Show each line of the entries below in which the word "MazeError" appears.

Source records:
= Beginning of Section =
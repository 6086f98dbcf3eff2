use thiserror::Error;

/// Failures surfaced when building a level.
///
/// Rejected moves are not errors; they show up as `MoveResult::Rejected`.
#[derive(Error, Debug, Clone, PartialEq, Eq)]
pub enum MazeError {
    #[error("Invalid maze dimensions {width}x{height}: each side must be between 1 and {max}")]
    InvalidDimensions {
        width: usize,
        height: usize,
        max: usize,
    },

    #[error("Generated {width}x{height} maze has no path from entrance to exit")]
    Unsolvable { width: usize, height: usize },

    #[error("Invalid scoring config: {0}")]
    InvalidScoring(String),

    #[error("Unknown difficulty '{0}'. Must be 'easy', 'medium', 'hard', or 'expert'")]
    UnknownDifficulty(String),
}

pub type Result<T> = std::result::Result<T, MazeError>;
= End of Section =
▸ Solution below:
pub enum MazeError {
pub type Result<T> = std::result::Result<T, MazeError>;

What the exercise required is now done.